Another important finding is that resting CSBF was significantly higher, but CFR was significantly lower, in patients with adverse events (Table 2). One explanation for this phenomenon is that CSBF is already elevated at rest to account for the ischemia caused by epicardial coronary stenosis, microvascular dysfunction, or both, whereas the reserve capacity for pharmacological stress is decreased in patients with MACE. A similar observation was reported in the PET literature [33]. The clinical importance of resting indices for the assessment of physiological ischemia, such as the instantaneous wave-free ratio, has been recently recognized [34, 35]. The instantaneous wave-free ratio has been shown to be non-inferior to fractional flow reserve in guiding percutaneous coronary intervention. Further study is required to assess whether PC CMR-derived resting CSBF can predict MACE.

Study limitations

There are several limitations to our study. First, this was a retrospective, single-center, observational study involving a limited number of patients. Therefore, a prospective, multicenter study is desirable to generalize our observations.

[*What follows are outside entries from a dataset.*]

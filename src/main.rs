//! Entry point for **iconsnake**.
//!
//! Locates the desktop, asks the operator to arrange the anchor icons,
//! minimises the console and hands over to the
//! [`Session`](iconsnake::session::Session).  The console comes back before
//! the desktop is restored so the result can be read while the board is
//! still on screen.

use iconsnake::config::Config;
use log::info;
use std::path::PathBuf;

const USAGE: &str = "\
Usage: iconsnake [--config <path>] [--no-prompt]

Plays Snake with your desktop icons and puts them back afterwards.

Before starting, make sure that:
  1. \"Align icons to grid\" is enabled (desktop context menu > View).
  2. One icon sits in the top-left corner of the screen.
  3. A second icon sits directly below it.
  4. A third icon sits directly to its right.
  5. Another icon further down the left column marks the bottom of the play area.

Controls: W/A/S/D or the arrow keys steer, Esc or Ctrl+C stops and restores the desktop.

Options:
  --config <path>  read settings from <path> instead of %APPDATA%\\iconsnake\\config.json
  --no-prompt      start immediately, without waiting for Enter
  -h, --help       show this help
";

/// Resolve the config directory (`%APPDATA%\iconsnake`).
fn config_dir() -> PathBuf {
    std::env::var_os("APPDATA")
        .map(PathBuf::from)
        .unwrap_or_else(|| PathBuf::from("."))
        .join("iconsnake")
}

/// Load the config from `--config <path>` or the default location, falling
/// back to compiled-in defaults.
fn load_config(args: &[String]) -> Config {
    let path = args
        .iter()
        .position(|a| a == "--config")
        .and_then(|i| args.get(i + 1))
        .map(PathBuf::from)
        .unwrap_or_else(|| config_dir().join("config.json"));
    match Config::load(&path) {
        Ok(cfg) => {
            info!("loaded config from {}", path.display());
            cfg
        }
        Err(e) => {
            info!("no config file ({}), using defaults", e);
            Config::default()
        }
    }
}

fn main() {
    env_logger::Builder::from_env(env_logger::Env::default().default_filter_or("info")).init();

    let args: Vec<String> = std::env::args().skip(1).collect();
    if args.iter().any(|a| a == "-h" || a == "--help") {
        print!("{}", USAGE);
        return;
    }
    let prompt = !args.iter().any(|a| a == "--no-prompt");
    let config = load_config(&args);

    std::process::exit(run(config, prompt));
}

//  Windows

#[cfg(windows)]
fn run(config: Config, prompt: bool) -> i32 {
    use iconsnake::desktop::channel::DesktopIcons;
    use iconsnake::desktop::console::{self, Console};
    use iconsnake::desktop::keyboard::Keyboard;
    use iconsnake::desktop::locator;
    use iconsnake::game::MIN_ICONS;
    use iconsnake::session::{Session, StopSignal};
    use iconsnake::traits::IconHost;
    use log::{error, warn};
    use rand::rngs::StdRng;
    use rand::SeedableRng;
    use std::time::Duration;

    console::set_dpi_awareness();
    println!("iconsnake needs administrator rights to move desktop icons.");
    println!("Press Esc at any time to stop and restore the desktop.");

    let handle = match locator::locate() {
        Ok(h) => h,
        Err(e) => {
            error!("{}", e);
            return 1;
        }
    };
    let icons = DesktopIcons::new(handle);

    let count = icons.icon_count();
    if count < MIN_ICONS {
        error!(
            "only {} desktop icon(s), at least {} are needed",
            count, MIN_ICONS
        );
        return 1;
    }
    info!("found {} desktop icons", count);

    if prompt {
        print!("{}", USAGE);
        println!("\nPress Enter when the icons are in place...");
        let mut line = String::new();
        if let Err(e) = std::io::stdin().read_line(&mut line) {
            error!("failed to read from stdin: {}", e);
            return 1;
        }
    }

    let stop = StopSignal::new();
    if let Err(e) = console::forward_stop_events(stop.clone()) {
        warn!("Ctrl+C will not restore the desktop: {}", e);
    }

    let console = Console::attach();
    if let Some(c) = &console {
        std::thread::sleep(Duration::from_millis(300));
        c.minimize();
    }

    let result = Session::new(icons, Keyboard::new(), config)
        .with_stop_signal(stop)
        .on_finish(|end| {
            if let Some(c) = &console {
                c.restore();
            }
            println!("{}", end);
            println!("Restoring the desktop...");
        })
        .run(StdRng::from_entropy());

    if let Some(c) = &console {
        c.restore();
    }
    match result {
        Ok(_) => {
            println!("Desktop restored.");
            0
        }
        Err(e) => {
            error!("{}", e);
            1
        }
    }
}

#[cfg(not(windows))]
fn run(_config: Config, _prompt: bool) -> i32 {
    log::error!("iconsnake drives the Windows desktop and cannot run on this platform");
    1
}
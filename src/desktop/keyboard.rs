//! [`InputSource`] backed by the asynchronous key state.
//!
//! `GetAsyncKeyState` reports whether a key is down right now, regardless
//! of which window has focus, so the game can be steered while the console
//! is minimised.

use crate::command::{InputState, Key};
use crate::traits::InputSource;
use windows::Win32::UI::Input::KeyboardAndMouse::{
    GetAsyncKeyState, VIRTUAL_KEY, VK_A, VK_D, VK_DOWN, VK_ESCAPE, VK_LEFT, VK_RIGHT, VK_S, VK_UP,
    VK_W,
};

/// Global keyboard state.
#[derive(Debug, Default)]
pub struct Keyboard;

impl Keyboard {
    pub fn new() -> Self {
        Self
    }
}

fn virtual_key(key: Key) -> VIRTUAL_KEY {
    match key {
        Key::W => VK_W,
        Key::A => VK_A,
        Key::S => VK_S,
        Key::D => VK_D,
        Key::Up => VK_UP,
        Key::Down => VK_DOWN,
        Key::Left => VK_LEFT,
        Key::Right => VK_RIGHT,
        Key::Escape => VK_ESCAPE,
    }
}

fn is_down(key: Key) -> bool {
    // The most significant bit is set while the key is held.
    unsafe { GetAsyncKeyState(i32::from(virtual_key(key).0)) < 0 }
}

impl InputSource for Keyboard {
    fn poll(&mut self) -> InputState {
        InputState::from_keys(is_down)
    }
}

Second, the exact mechanisms through which non-invasive CFR measures are related to higher cardiac mortality could not be determined. Third, lower temporal resolution of our perfusion CMR technique may decrease the detectability of myocardial ischemia (4 short axis slices over 2 RR intervals). Forth, although CFR measurements can evaluate the global CFR, they cannot determine which particular coronary territory regions exhibit reduced CFR. In addition, CFR derived by CSBF is not necessarily specific to the coronary pathophysiology, that is, epicardial CAD, microcirculatory disease by systemic diseases, various cardiomyopathies, or any of these combinations can affect CFR. Fifth, additional scan time of PC cine CMR of the coronary sinus over the conventional stress CMR protocol, and analysis time of blood flow measurement and phase-offset correction are practical limitations of this method. Recently, quantitative analysis of stress perfusion CMR has become more feasible. A recent study demonstrated that the automated pixel-wise quantitative myocardial perfusion mapping by CMR can detect obstructive CAD and coronary microvascular dysfunction [36]. New techniques of quantitative stress perfusion CMR may overcome the limitation of the CFR measurement by PC CMR.

Conclusions

PC cine CMR-derived CFR of the coronary sinus may be useful as a prognostic marker for DM patients, incremental to common clinical and CMR parameters. Due to the high prevalence of coronary microvascular dysfunction, addition of CFR to conventional stress CMR imaging may improve risk stratification for patients with DM.